New population of polar bears in southeast Greenland use freshwater ice to ‘hang on’, scientific discoveries

Polar bears face a potential threat from the rapid depletion of Arctic sea ice, which they rely on as a platform to hunt seals. But in a new study, scientists have identified a distinct sub-population of polar bears in southeast Greenland that instead use freshwater ice poured into the ocean from the region’s glaciers, suggesting that this particular Habitat is less vulnerable than others to climate change.

Their findings described in the journal science Thursday, leave open the possibility that at least some pockets of species may be able to survive further into this century, when Arctic sea ice is expected to disappear entirely during the summer months.

“A big question is where in the Arctic will polar bears be able to hang out in what we call ‘sustainable’,” first author Kristin Ladrey, a polar scientist at the University of Washington and the Greenland Institute of Natural Resources, told AFP. “I think bears in a place like this can teach us a lot about where those places might be.”
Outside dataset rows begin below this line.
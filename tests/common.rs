// ABOUTME: Shared test utilities and setup functions for integration tests
// ABOUTME: Provides in-memory resources, the layered router, users, and workout payloads
//
// Licensed under either of Apache License, Version 2.0 or MIT License at your option.
// Copyright ©2025 Async-IO.org
#![allow(
    dead_code,
    clippy::missing_errors_doc,
    clippy::missing_panics_doc,
    clippy::must_use_candidate,
    clippy::unwrap_used,
    clippy::expect_used
)]
//! Shared test utilities for `repforge_server`

use std::env;
use std::sync::{Arc, Once};

use axum::Router;
use chrono::NaiveDate;
use repforge_core::models::RegisterRequest;
use repforge_server::config::ServerConfig;
use repforge_server::resources::ServerResources;
use repforge_server::seed::seed_catalog;
use repforge_server::server::build_router;
use repforge_server::services::accounts;
use serde_json::{json, Value};

static INIT_LOGGER: Once = Once::new();

/// Password every fixture user registers with
pub const TEST_PASSWORD: &str = "correct-horse-battery";

/// Initialize quiet logging for tests (call once per test process)
pub fn init_test_logging() {
    INIT_LOGGER.call_once(|| {
        let log_level = match env::var("TEST_LOG").as_deref() {
            Ok("TRACE") => tracing::Level::TRACE,
            Ok("DEBUG") => tracing::Level::DEBUG,
            Ok("INFO") => tracing::Level::INFO,
            _ => tracing::Level::WARN,
        };

        tracing_subscriber::fmt()
            .with_max_level(log_level)
            .with_test_writer()
            .init();
    });
}

/// Resources over a fresh in-memory database with an empty catalog
pub async fn create_test_resources() -> Arc<ServerResources> {
    init_test_logging();
    let resources = ServerResources::from_config(ServerConfig::for_testing())
        .await
        .expect("Failed to create test resources");
    Arc::new(resources)
}

/// Resources with the embedded catalog seeded
pub async fn create_seeded_resources() -> Arc<ServerResources> {
    let resources = create_test_resources().await;
    seed_catalog(&resources.database, false)
        .await
        .expect("Failed to seed catalog");
    resources
}

/// The full application router, middleware included
pub fn test_app(resources: &Arc<ServerResources>) -> Router {
    build_router(resources)
}

/// A registered user and their session token
pub struct TestUser {
    pub id: i64,
    pub email: String,
    pub token: String,
}

/// Register a user through the account service
pub async fn create_test_user(resources: &ServerResources, email: &str) -> TestUser {
    let request = RegisterRequest {
        email: email.to_owned(),
        password: TEST_PASSWORD.to_owned(),
        first_name: "Test".to_owned(),
        last_name: "User".to_owned(),
        username: None,
    };
    let response = accounts::register(resources, &request)
        .await
        .expect("Failed to register test user");
    TestUser {
        id: response.user_id,
        email: email.to_owned(),
        token: response.token,
    }
}

/// A fixed date for deterministic scheduling
pub fn date(year: i32, month: u32, day: u32) -> NaiveDate {
    NaiveDate::from_ymd_opt(year, month, day).unwrap()
}

/// A two-section gym workout over seeded movements
pub fn gym_workout_body(user_id: i64, name: &str) -> Value {
    json!({
        "user_id": user_id,
        "name": name,
        "description": "Custom generated workout",
        "duration": 45,
        "complexity": 2,
        "activity_type": "Gym",
        "sections": [
            {
                "section_name": "Workout part 1",
                "section_order": 1,
                "section_type": "single",
                "movements": [{ "movement_name": "Back Squat", "movement_order": 1 }]
            },
            {
                "section_name": "Workout part 2",
                "section_order": 2,
                "section_type": "superset",
                "movements": [
                    { "movement_name": "Push Up", "movement_order": 1 },
                    { "movement_name": "Dumbbell Row", "movement_order": 2 }
                ]
            }
        ]
    })
}

/// A single-interval running workout with four 400 m repeats
pub fn running_workout_body(user_id: i64) -> Value {
    json!({
        "user_id": user_id,
        "name": "400m repeats",
        "duration": 45,
        "activity_type": "Running",
        "running_sessions": {
            "warmup_distance": 2.0,
            "cooldown_distance": 1.5,
            "total_distance": 5.1,
            "saved_intervals": [
                { "repeat_variation": 1, "repeats": 4, "repeat_distance": 0.4, "target_pace": 255 }
            ]
        }
    })
}

/// A short HIIT workout built from seeded movements
pub fn hiit_workout_body(user_id: i64) -> Value {
    json!({
        "user_id": user_id,
        "name": "Tabata 16",
        "duration": 16,
        "activity_type": "Hiit",
        "workout_type": "Tabata",
        "structure": "20s work / 10s rest",
        "sections": [{
            "block_name": "Workout Block",
            "movements": [
                { "exercise": "Burpee", "movement_order": 1 },
                { "exercise": "Air Squat", "movement_order": 2 }
            ]
        }]
    })
}
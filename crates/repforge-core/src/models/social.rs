// ABOUTME: Notification, equipment filter, and chat room types with their request bodies
// ABOUTME: Shared between the server routes and the client API wrapper
//
// SPDX-License-Identifier: MIT OR Apache-2.0
// Copyright (c) 2025 Async-IO.org

use chrono::{DateTime, Utc};
use serde::{Deserialize, Serialize};

use super::flexible_id;

// ============================================================================
// Notifications
// ============================================================================

/// A reminder queued for a user
#[derive(Debug, Clone, PartialEq, Eq, Serialize, Deserialize)]
pub struct ScheduledNotification {
    /// Notification ID
    pub id: i64,
    /// Recipient
    pub owner_id: i64,
    /// Workout the reminder is about
    pub workout_id: Option<i64>,
    /// When the reminder becomes due
    pub scheduled_datetime: DateTime<Utc>,
    /// Whether the due job has released it
    pub sent: bool,
    /// Whether it was withdrawn before release
    pub canceled: bool,
    /// Title
    pub title: String,
    /// Subtitle
    pub subtitle: Option<String>,
    /// Body text
    pub body: String,
    /// Whether the user dismissed it
    pub cleared_by_user: bool,
    /// Creation time
    pub created_at: DateTime<Utc>,
    /// Last update time
    pub updated_at: DateTime<Utc>,
}

/// Body of `POST /api/notifications/set_token/`
#[derive(Debug, Clone, Default, PartialEq, Eq, Serialize, Deserialize)]
pub struct PushTokenRequest {
    /// Token owner
    #[serde(default, deserialize_with = "flexible_id::deserialize")]
    pub user_id: Option<i64>,
    /// Device push token
    #[serde(default)]
    pub token: Option<String>,
}

/// Body of `POST /api/notifications/clear/`
#[derive(Debug, Clone, Default, PartialEq, Eq, Serialize, Deserialize)]
pub struct ClearNotificationsRequest {
    /// User whose notifications are cleared
    #[serde(default, deserialize_with = "flexible_id::deserialize")]
    pub user_id: Option<i64>,
}

/// Response of the notification list endpoint
#[derive(Debug, Clone, PartialEq, Eq, Serialize, Deserialize)]
pub struct NotificationList {
    /// Released notifications, newest first
    pub notifications: Vec<ScheduledNotification>,
}

/// Acknowledgement of `POST /api/notifications/set_token/`
#[derive(Debug, Clone, PartialEq, Eq, Serialize, Deserialize)]
pub struct StatusResponse {
    /// Human readable status
    pub status: String,
}

// ============================================================================
// Equipment filters
// ============================================================================

/// A named set of equipment a user owns or has access to
#[derive(Debug, Clone, PartialEq, Eq, Serialize, Deserialize)]
pub struct EquipmentFilter {
    /// Filter ID
    pub id: i64,
    /// Owner
    pub owner_id: i64,
    /// Name, unique per owner
    pub filter_name: String,
    /// Equipment names in the filter, alphabetical
    pub equipment: Vec<String>,
    /// Creation time
    pub created_at: DateTime<Utc>,
}

/// Body of the create and update filter endpoints
#[derive(Debug, Clone, Default, PartialEq, Eq, Serialize, Deserialize)]
pub struct EquipmentFilterRequest {
    /// Filter name
    #[serde(default)]
    pub name: Option<String>,
    /// Equipment names
    #[serde(default, rename = "equipmentIds")]
    pub equipment_ids: Vec<String>,
}

// ============================================================================
// Chat
// ============================================================================

/// A chat room
#[derive(Debug, Clone, PartialEq, Eq, Serialize, Deserialize)]
pub struct ChatRoom {
    /// Room ID
    pub id: i64,
    /// Display name
    pub name: String,
    /// Creation time
    pub created_at: DateTime<Utc>,
}

/// A message posted in a room
#[derive(Debug, Clone, PartialEq, Eq, Serialize, Deserialize)]
pub struct ChatMessage {
    /// Message ID
    pub id: i64,
    /// Room
    pub room_id: i64,
    /// Author
    pub owner_id: i64,
    /// Author's username
    pub username: String,
    /// Message text
    pub content: String,
    /// Post time
    pub timestamp: DateTime<Utc>,
}

/// Body of `POST /api/chat/rooms/`
#[derive(Debug, Clone, Default, PartialEq, Eq, Serialize, Deserialize)]
pub struct CreateRoomRequest {
    /// Room name
    #[serde(default)]
    pub name: String,
}

/// Body of `POST /api/chat/rooms/{id}/messages/`
#[derive(Debug, Clone, Default, PartialEq, Eq, Serialize, Deserialize)]
pub struct PostMessageRequest {
    /// Author, defaults to the authenticated user
    #[serde(
        default,
        deserialize_with = "flexible_id::deserialize",
        skip_serializing_if = "Option::is_none"
    )]
    pub user_id: Option<i64>,
    /// Message text
    #[serde(default)]
    pub content: String,
}
// ABOUTME: Integration tests for per-user training statistics and the periodic progress jobs
// ABOUTME: Covers body-part counts, activity minutes, window boundaries, and owner checks
//
// Licensed under either of Apache License, Version 2.0 or MIT License at your option.
// Copyright ©2025 Async-IO.org

#![allow(clippy::unwrap_used, clippy::expect_used, clippy::panic)]
#![allow(missing_docs)]

mod common;
mod helpers;

use axum::http::StatusCode;
use axum::Router;
use chrono::Duration;
use helpers::axum_test::AxumTestRequest;
use repforge_core::models::WorkoutStatus;
use repforge_server::database::today;
use repforge_server::services::progress;
use serde_json::{json, Value};

async fn save(app: &Router, user: &common::TestUser, body: &Value) -> i64 {
    let saved: Value = AxumTestRequest::post("/api/saved_workouts/save-workout/")
        .bearer(&user.token)
        .json(body)
        .send(app.clone())
        .await
        .assert_status(StatusCode::CREATED)
        .json();
    saved["workout_id"].as_i64().unwrap()
}

async fn complete(app: &Router, user: &common::TestUser, workout_id: i64) {
    AxumTestRequest::put(&format!(
        "/api/saved_workouts/complete-workout/{workout_id}/"
    ))
    .bearer(&user.token)
    .json(&json!({}))
    .send(app.clone())
    .await
    .assert_status(StatusCode::OK);
}

async fn fetch_stats(app: &Router, user: &common::TestUser, refresh: bool) -> Value {
    AxumTestRequest::get(&format!("/api/user_stats/{}/?refresh={refresh}", user.id))
        .bearer(&user.token)
        .send(app.clone())
        .await
        .assert_status(StatusCode::OK)
        .json()
}

#[tokio::test]
async fn test_stats_without_completions_report_unknown_activity() {
    let resources = common::create_seeded_resources().await;
    let user = common::create_test_user(&resources, "idle@example.com").await;
    let app = common::test_app(&resources);

    let stats = fetch_stats(&app, &user, false).await;
    assert_eq!(stats["user_id"], user.id);
    assert_eq!(stats["weekly_body_part"], json!({}));
    assert_eq!(stats["weekly_activity_type"], json!({ "Unknown": 0 }));
    assert_eq!(stats["yearly_activity_type"], json!({ "Unknown": 0 }));
    assert!(!stats["last_updated"].is_null());
}

#[tokio::test]
async fn test_completed_gym_workout_counts_body_parts_and_minutes() {
    let resources = common::create_seeded_resources().await;
    let user = common::create_test_user(&resources, "stats@example.com").await;
    let app = common::test_app(&resources);

    let workout_id = save(&app, &user, &common::gym_workout_body(user.id, "Counted")).await;
    complete(&app, &user, workout_id).await;

    // Saved but never completed: contributes nothing
    save(&app, &user, &common::gym_workout_body(user.id, "Planned")).await;

    let stats = fetch_stats(&app, &user, true).await;
    let expected_parts = json!({ "Back": 1, "Chest": 1, "Quads": 1 });
    assert_eq!(stats["weekly_body_part"], expected_parts);
    assert_eq!(stats["monthly_body_part"], expected_parts);
    assert_eq!(stats["yearly_body_part"], expected_parts);
    assert_eq!(stats["weekly_activity_type"], json!({ "Gym": 45 }));
}

#[tokio::test]
async fn test_warm_up_sections_are_not_counted() {
    let resources = common::create_seeded_resources().await;
    let user = common::create_test_user(&resources, "warmup@example.com").await;
    let app = common::test_app(&resources);

    let mut body = common::gym_workout_body(user.id, "With warm up");
    body["sections"].as_array_mut().unwrap().insert(
        0,
        json!({
            "section_name": "Warm Up A",
            "section_order": 0,
            "section_type": "single",
            "movements": [{ "movement_name": "Leg Swing", "movement_order": 1 }]
        }),
    );
    let workout_id = save(&app, &user, &body).await;
    complete(&app, &user, workout_id).await;

    let stats = fetch_stats(&app, &user, true).await;
    assert!(stats["weekly_body_part"].get("Hamstrings").is_none());
    assert_eq!(stats["weekly_body_part"]["Quads"], 1);
}

#[tokio::test]
async fn test_windows_reach_back_full_days_from_today() {
    let resources = common::create_seeded_resources().await;
    let user = common::create_test_user(&resources, "windows@example.com").await;
    let app = common::test_app(&resources);
    let as_of = common::date(2025, 6, 15);

    for days_ago in [7, 8, 30, 31, 365, 366] {
        let run = save(&app, &user, &common::running_workout_body(user.id)).await;
        resources
            .database
            .workouts()
            .update_status(
                user.id,
                run,
                WorkoutStatus::Completed,
                as_of - Duration::days(days_ago),
            )
            .await
            .unwrap();
    }

    let stats = resources
        .database
        .stats()
        .refresh_stats(user.id, as_of)
        .await
        .unwrap();
    // 45 minutes per run: 7 days back is the oldest weekly day
    assert_eq!(stats.weekly_activity_type.get("Running"), Some(&45));
    assert_eq!(stats.monthly_activity_type.get("Running"), Some(&135));
    assert_eq!(stats.yearly_activity_type.get("Running"), Some(&225));
}

#[tokio::test]
async fn test_stored_stats_are_served_until_refreshed() {
    let resources = common::create_seeded_resources().await;
    let user = common::create_test_user(&resources, "cached@example.com").await;
    let app = common::test_app(&resources);

    let before = fetch_stats(&app, &user, false).await;
    assert_eq!(before["weekly_activity_type"], json!({ "Unknown": 0 }));

    let workout_id = save(&app, &user, &common::hiit_workout_body(user.id)).await;
    AxumTestRequest::put(&format!(
        "/api/saved_hiit/complete-workout/{workout_id}/"
    ))
    .bearer(&user.token)
    .json(&json!({ "rpe": 7 }))
    .send(app.clone())
    .await
    .assert_status(StatusCode::OK);

    let stale = fetch_stats(&app, &user, false).await;
    assert_eq!(stale["weekly_activity_type"], json!({ "Unknown": 0 }));

    let fresh = fetch_stats(&app, &user, true).await;
    assert_eq!(fresh["weekly_activity_type"], json!({ "Hiit": 16 }));
}

#[tokio::test]
async fn test_stats_are_private() {
    let resources = common::create_seeded_resources().await;
    let owner = common::create_test_user(&resources, "owner@example.com").await;
    let other = common::create_test_user(&resources, "other@example.com").await;
    let app = common::test_app(&resources);

    AxumTestRequest::get(&format!("/api/user_stats/{}/", owner.id))
        .bearer(&other.token)
        .send(app.clone())
        .await
        .assert_status(StatusCode::FORBIDDEN);

    AxumTestRequest::get(&format!("/api/user_stats/{}/", owner.id))
        .send(app.clone())
        .await
        .assert_status(StatusCode::UNAUTHORIZED);
}

#[tokio::test]
async fn test_scheduled_jobs_refresh_every_user() {
    let resources = common::create_seeded_resources().await;
    let first = common::create_test_user(&resources, "first@example.com").await;
    let second = common::create_test_user(&resources, "second@example.com").await;
    let app = common::test_app(&resources);

    let workout_id = save(&app, &first, &common::gym_workout_body(first.id, "Job")).await;
    complete(&app, &first, workout_id).await;

    let refreshed = progress::refresh_all_user_stats(&resources, today()).await.unwrap();
    assert_eq!(refreshed, 2);

    let stored = resources.database.stats().get_stats(first.id).await.unwrap().unwrap();
    assert_eq!(stored.weekly_activity_type.get("Gym"), Some(&45));
    let stored = resources.database.stats().get_stats(second.id).await.unwrap().unwrap();
    assert_eq!(stored.weekly_activity_type.get("Unknown"), Some(&0));

    progress::refresh_leaderboard(&resources, today()).await.unwrap();
    let board: Value = AxumTestRequest::get("/api/leaderboard/")
        .bearer(&second.token)
        .send(app.clone())
        .await
        .assert_status(StatusCode::OK)
        .json();
    let leader = board
        .as_array()
        .unwrap()
        .iter()
        .find(|entry| entry["user_id"] == first.id)
        .unwrap();
    assert_eq!(leader["total_rank"], 1);
    assert_eq!(leader["total_score"], 50);
}
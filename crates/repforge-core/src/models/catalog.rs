// ABOUTME: Read-only workout templates served by the catalog endpoints
// ABOUTME: Running sessions, mobility flows, suggested strength sessions, and conditioning pieces
//
// SPDX-License-Identifier: MIT OR Apache-2.0
// Copyright (c) 2025 Async-IO.org

use serde::{Deserialize, Serialize};

/// Interval of a running template
#[derive(Debug, Clone, PartialEq, Serialize, Deserialize)]
pub struct RunningIntervalTemplate {
    /// Interval ID
    #[serde(default)]
    pub id: i64,
    /// Variation index
    pub repeat_variation: i64,
    /// Number of repeats
    pub repeats: i64,
    /// Distance of each repeat in km
    pub repeat_distance: Option<f64>,
    /// Pace label ("5k", "Threshold", ...)
    pub target_pace: String,
    /// Rest between repeats in seconds
    pub rest_time: Option<i64>,
}

/// A running session template
#[derive(Debug, Clone, PartialEq, Serialize, Deserialize)]
pub struct RunningSessionTemplate {
    /// Template ID
    #[serde(default)]
    pub id: i64,
    /// Session type ("Intervals", "Tempo", ...)
    pub session_type: String,
    /// Display name
    pub session_name: Option<String>,
    /// Duration label
    pub duration: String,
    /// Warm-up distance in km
    pub warmup_distance: Option<f64>,
    /// Cool-down distance in km
    pub cool_down_distance: Option<f64>,
    /// Total distance in km
    pub total_distance: Option<f64>,
    /// Coaching notes
    pub notes: Option<String>,
    /// Intervals in order
    #[serde(default)]
    pub intervals: Vec<RunningIntervalTemplate>,
}

/// Step of a mobility template
#[derive(Debug, Clone, PartialEq, Eq, Serialize, Deserialize)]
pub struct MobilityDetailTemplate {
    /// Detail ID
    #[serde(default)]
    pub id: i64,
    /// Exercise name
    pub exercise: Option<String>,
    /// Order within the flow
    pub order: i64,
    /// Duration label ("60s", ...)
    pub duration: Option<String>,
}

/// A mobility flow template
#[derive(Debug, Clone, PartialEq, Serialize, Deserialize)]
pub struct MobilityWorkoutTemplate {
    /// Template ID
    #[serde(default)]
    pub id: i64,
    /// Display name
    pub workout_name: String,
    /// Body area
    pub body_area: Option<String>,
    /// Duration in minutes
    pub duration: Option<f64>,
    /// Summary line
    pub summary: Option<String>,
    /// Number of movements
    pub number_of_movements: Option<i64>,
    /// Steps in order
    #[serde(default)]
    pub details: Vec<MobilityDetailTemplate>,
}

/// Movement slot of a suggested strength session
#[derive(Debug, Clone, PartialEq, Eq, Serialize, Deserialize)]
pub struct StrengthDetailTemplate {
    /// Detail ID
    #[serde(default)]
    pub id: i64,
    /// Section label
    pub section_name: Option<String>,
    /// Section number
    pub section_number: i64,
    /// Position within the section
    pub section_movement: i64,
    /// Exercise name
    pub exercise: Option<String>,
}

/// A suggested strength session
#[derive(Debug, Clone, PartialEq, Serialize, Deserialize)]
pub struct SuggestedStrengthTemplate {
    /// Template ID
    #[serde(default)]
    pub id: i64,
    /// Display name
    pub workout_name: String,
    /// Body area
    pub body_area: Option<String>,
    /// Duration in minutes
    pub duration: Option<f64>,
    /// Description
    pub description: Option<String>,
    /// Number of sections
    pub number_of_sections: Option<i64>,
    /// Movement slots ordered by section then position
    #[serde(default)]
    pub details: Vec<StrengthDetailTemplate>,
}

/// Movement of a conditioning piece
#[derive(Debug, Clone, PartialEq, Eq, Serialize, Deserialize)]
pub struct ConditioningDetailTemplate {
    /// Detail ID
    #[serde(default)]
    pub id: i64,
    /// Order within the piece
    pub movement_order: Option<i64>,
    /// Exercise name
    pub exercise: Option<String>,
    /// Prescription ("60s", "10 reps", ...)
    pub detail: Option<String>,
}

/// A conditioning piece
#[derive(Debug, Clone, PartialEq, Eq, Serialize, Deserialize)]
pub struct ConditioningTemplate {
    /// Template ID
    #[serde(default)]
    pub id: i64,
    /// Display name ("8' AMRAP", ...)
    pub name: String,
    /// Duration in minutes
    pub duration: Option<i64>,
    /// Number of movements
    pub movements: Option<i64>,
    /// Rest in seconds
    pub rest: Option<i64>,
    /// Instructions
    pub notes: Option<String>,
    /// Movements in order
    #[serde(default)]
    pub details: Vec<ConditioningDetailTemplate>,
}
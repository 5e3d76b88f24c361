// ABOUTME: Domain service layer for business logic extracted from route handlers
// ABOUTME: Keeps validation, transactions, and scoring rules out of the HTTP layer
//
// Licensed under either of Apache License, Version 2.0 or MIT License at your option.
// Copyright ©2025 Async-IO.org

//! Domain service layer
//!
//! Route handlers parse requests and enforce ownership; everything else lives
//! here so the scheduler and tests can drive the same rules without HTTP.

/// Registration, login, and profile assembly
pub mod accounts;

/// Gym, running, HIIT, and mobility completion flows
pub mod completion;

/// Leaderboard and user statistics recomputation
pub mod progress;

/// Due reminder release
pub mod reminders;

/// Saving, rescheduling, and logging saved workouts
pub mod workouts;
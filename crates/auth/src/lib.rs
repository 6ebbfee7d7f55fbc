//! Identity and token lifecycle for SmartSpend
//!
//! Issues and verifies access tokens, matches and rotates refresh tokens,
//! verifies Google and Apple identity tokens, and provides axum extractors
//! that work with any domain state implementing `FromRef<S>` for `AuthBackend`.

mod backend;
mod claims;
mod config;
mod context;
mod error;
mod extractors;
mod jwt;
pub mod providers;
mod refresh;
mod services;
mod sign_in;
mod store;
mod tokens;
mod types;

#[cfg(any(test, feature = "test-support"))]
pub mod testing;

pub use backend::AuthBackend;
pub use claims::AccessTokenClaims;
pub use config::AuthConfig;
pub use context::AuthContext;
pub use error::{AuthError, RotationError};
pub use extractors::AuthUser;
pub use jwt::AccessTokenSigner;
pub use providers::IdentityVerifier;
pub use refresh::{generate_refresh_token, RefreshGrant, RefreshTokenStore, StoredRefreshToken};
pub use services::AuthServices;
pub use sign_in::{SignInOutcome, SignInService};
pub use store::UserStore;
pub use tokens::{AccessTokenRotation, TokenService};
pub use types::{Currency, ProviderKind, User, VerifiedIdentity};
//! Third-party identity token verification

mod apple;
mod google;
mod key_set;

pub use apple::{AppleVerifier, APPLE_ISSUER, MIN_RSA_KEY_BITS};
pub use google::{GoogleVerifier, GOOGLE_ISSUERS};
pub use key_set::{CachedKeySet, HttpKeySetSource, Jwk, KeySet, KeySetSource, MAX_KEY_SET_SIZE};

use serde::Deserialize;

use crate::error::AuthError;
use crate::types::{ProviderKind, VerifiedIdentity};

/// Turns a raw provider identity token into a [`VerifiedIdentity`]
#[async_trait::async_trait]
pub trait IdentityVerifier: Send + Sync {
    fn provider(&self) -> ProviderKind;

    async fn verify(&self, id_token: &str) -> Result<VerifiedIdentity, AuthError>;
}

/// `aud` claim, which may be a single string or an array
#[derive(Debug, Clone, PartialEq, Eq, Deserialize)]
#[serde(untagged)]
pub(crate) enum Audience {
    Single(String),
    Multiple(Vec<String>),
}

impl Audience {
    pub(crate) fn contains(&self, value: &str) -> bool {
        match self {
            Audience::Single(aud) => aud == value,
            Audience::Multiple(auds) => auds.iter().any(|aud| aud == value),
        }
    }

    pub(crate) fn contains_any(&self, values: &[String]) -> bool {
        values.iter().any(|value| self.contains(value))
    }
}
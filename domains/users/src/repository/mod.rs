//! Repository implementations for the Users domain

pub mod users;

pub use users::UserRepository;
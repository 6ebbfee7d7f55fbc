//! JWT claims types

use serde::{Deserialize, Serialize};
use uuid::Uuid;

/// Claims carried by a SmartSpend access token.
///
/// Only ever handed out after signature and algorithm checks have passed.
#[derive(Debug, Clone, PartialEq, Eq, Serialize, Deserialize)]
pub struct AccessTokenClaims {
    /// Subject (user ID)
    pub sub: Uuid,
    /// Issuer
    pub iss: String,
    /// Issued at (seconds since epoch)
    pub iat: i64,
    /// Expires at (seconds since epoch)
    pub exp: i64,
}

impl AccessTokenClaims {
    pub fn user_id(&self) -> Uuid {
        self.sub
    }
}
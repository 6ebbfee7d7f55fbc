//! Users domain state and auth backend integration

use axum::extract::FromRef;
use smartspend_auth::{AuthBackend, AuthServices};

// Re-export auth extractors so handlers import from a single place
pub use smartspend_auth::AuthUser;

/// Application state for the Users domain
#[derive(Clone)]
pub struct UsersState {
    pub auth: AuthServices,
}

impl FromRef<UsersState> for AuthBackend {
    fn from_ref(state: &UsersState) -> Self {
        state.auth.backend.clone()
    }
}
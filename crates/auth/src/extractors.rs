//! Axum extractors for authentication
//!
//! Generic over any state `S` where `AuthBackend: FromRef<S>`.
//! This is axum's idiomatic nested-state pattern.

use axum::{
    extract::{FromRef, FromRequestParts},
    http::{header::AUTHORIZATION, request::Parts},
};

use crate::backend::AuthBackend;
use crate::context::AuthContext;
use crate::error::AuthError;
use crate::jwt::extract_bearer_token;

/// Authenticated user extractor (access token only)
#[derive(Debug)]
pub struct AuthUser(pub AuthContext);

impl<S> FromRequestParts<S> for AuthUser
where
    AuthBackend: FromRef<S>,
    S: Send + Sync,
{
    type Rejection = AuthError;

    async fn from_request_parts(
        parts: &mut Parts,
        state: &S,
    ) -> std::result::Result<Self, Self::Rejection> {
        let backend = AuthBackend::from_ref(state);

        let auth_header = parts
            .headers
            .get(AUTHORIZATION)
            .ok_or(AuthError::MissingAuthorization)?;

        let token = extract_bearer_token(auth_header)?;
        let auth_context = backend.authenticate_jwt(&token)?;

        Ok(AuthUser(auth_context))
    }
}
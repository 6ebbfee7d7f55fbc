//! User lookup interface consumed by the token lifecycle

use chrono::{DateTime, Utc};
use smartspend_common::RepositoryError;
use uuid::Uuid;

use crate::types::{ProviderKind, User};

/// Persistence operations this crate needs on user records.
///
/// Implemented by the users domain over Postgres and, for tests, in memory.
#[async_trait::async_trait]
pub trait UserStore: Send + Sync {
    async fn find_user_by_id(&self, id: Uuid) -> Result<Option<User>, RepositoryError>;

    /// Look up by the email column of the given provider. Never matches an empty email.
    async fn find_user_by_provider_email(
        &self,
        provider: ProviderKind,
        email: &str,
    ) -> Result<Option<User>, RepositoryError>;

    /// Look up by the provider's stable subject identifier. Never matches an empty subject.
    async fn find_user_by_provider_subject(
        &self,
        provider: ProviderKind,
        subject: &str,
    ) -> Result<Option<User>, RepositoryError>;

    /// Insert a new user; `AlreadyExists` when an id, email or subject is taken
    async fn save_user(&self, user: &User) -> Result<(), RepositoryError>;

    /// Overwrite the profile and balance columns of an existing user; `NotFound` if absent.
    ///
    /// Identity and refresh-token columns are left untouched.
    async fn update_user(&self, user: &User) -> Result<(), RepositoryError>;

    /// Unconditionally replace the refresh token and its expiry; `NotFound` if absent
    async fn update_refresh_token(
        &self,
        id: Uuid,
        token: &str,
        expires_at: DateTime<Utc>,
    ) -> Result<(), RepositoryError>;

    /// Replace the refresh token only if the stored value still equals `expected`.
    ///
    /// Returns `false` when the user is absent or the stored token changed.
    async fn compare_and_swap_refresh_token(
        &self,
        id: Uuid,
        expected: &str,
        new_token: &str,
        new_expiry: DateTime<Utc>,
    ) -> Result<bool, RepositoryError>;
}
Lidre and his colleagues spent the first two years interviewing Inuit subsistence hunters, who provided input and ecological knowledge, including crop samples, for analysis. He then began his own field work, which lasted from 2015 to 2021, in a harsh region deemed long due to its unpredictable weather, heavy snowfall and jagged mountains.

hemmed in

Each year, the team spends a month in the spring, living in the nearest settlement, Kummit, which is a two-hour helicopter ride from where the bears live. The fuel depot was to be staged along the route in advance down the beach, allowing hopscotch-like commute to work.

The team tagged the bears with satellite tracking devices, and collected genetic samples by either holding the bears or firing biopsy darts into their tails.

Thought to number a few hundred individuals, “they are the most genetically isolated population of polar bears anywhere on the planet,” said co-author Beth Shapiro, a geneticist at the University of California, Santa Cruz, and Howard Hughes Medical Institute investigator. he said. , in a statement. “We know that this population has been living separately from other polar bear populations for at least several hundred years.”

Unlike their cousins, Southeast Greenland polar bears were found to be homebodies, rarely wandering far to hunt.
Their isolation stems from geography: they live in a complex landscape of fjords at the very edge of their range, at the southern tip of Greenland, below the Arctic Circle, with nowhere to go.

In the west lies a vast group of mountains and the Greenland ice sheet, and in the east the open waters of the Denmark Strait run to Iceland. They also have to deal with the strong current flowing south along the coast.

“We see that when they get caught in this stream they jump off the ice and they go back to their homes,” Ladre said. The team found that some of the tracked bears accidentally caught in this situation had to travel more than a hundred miles from home.

Climate refugee?

While sea ice provides a hunting platform for most of the Arctic’s approximately 26,000 polar bears, Southeast Greenland bears have access to sea ice for only four months between February and the end of May. For the remaining eight months they depend on freshwater ice caps breaking up the Greenland ice sheet in the form of ocean-ending glaciers.

“Glass of this type exist elsewhere in the Arctic, but the combination of fjord shapes, high production of glacier ice and the enormous amount of ice that is available from the Greenland ice sheet currently provides a steady supply of ice.” of glacier ice,” another co-author Twyla Moon from the National Snow and Ice Data Center said in a statement.

There is much to study about Southeast Greenland polar bears. Measurements suggest that adult females are slightly smaller than average and appear to have fewer cubs, but in the absence of long-term data, it is hard to make further predictions about what this means.

Ladre is keen not to sell this study as a hope. Polar bears – which apart from being a reputation in their own right are also an important resource for indigenous peoples – cannot be saved without urgent climate action. But this population may have a better shot, and other parts of Greenland’s coast as well as sea-ending glaciers on the island of Svalbard have similar areas that could become small-scale climate refugia.

“As a community we need to look at places like this and ask ourselves, is this a place where we might be able to have some small number of polar bears living in an ice-free Arctic?” Lidre said.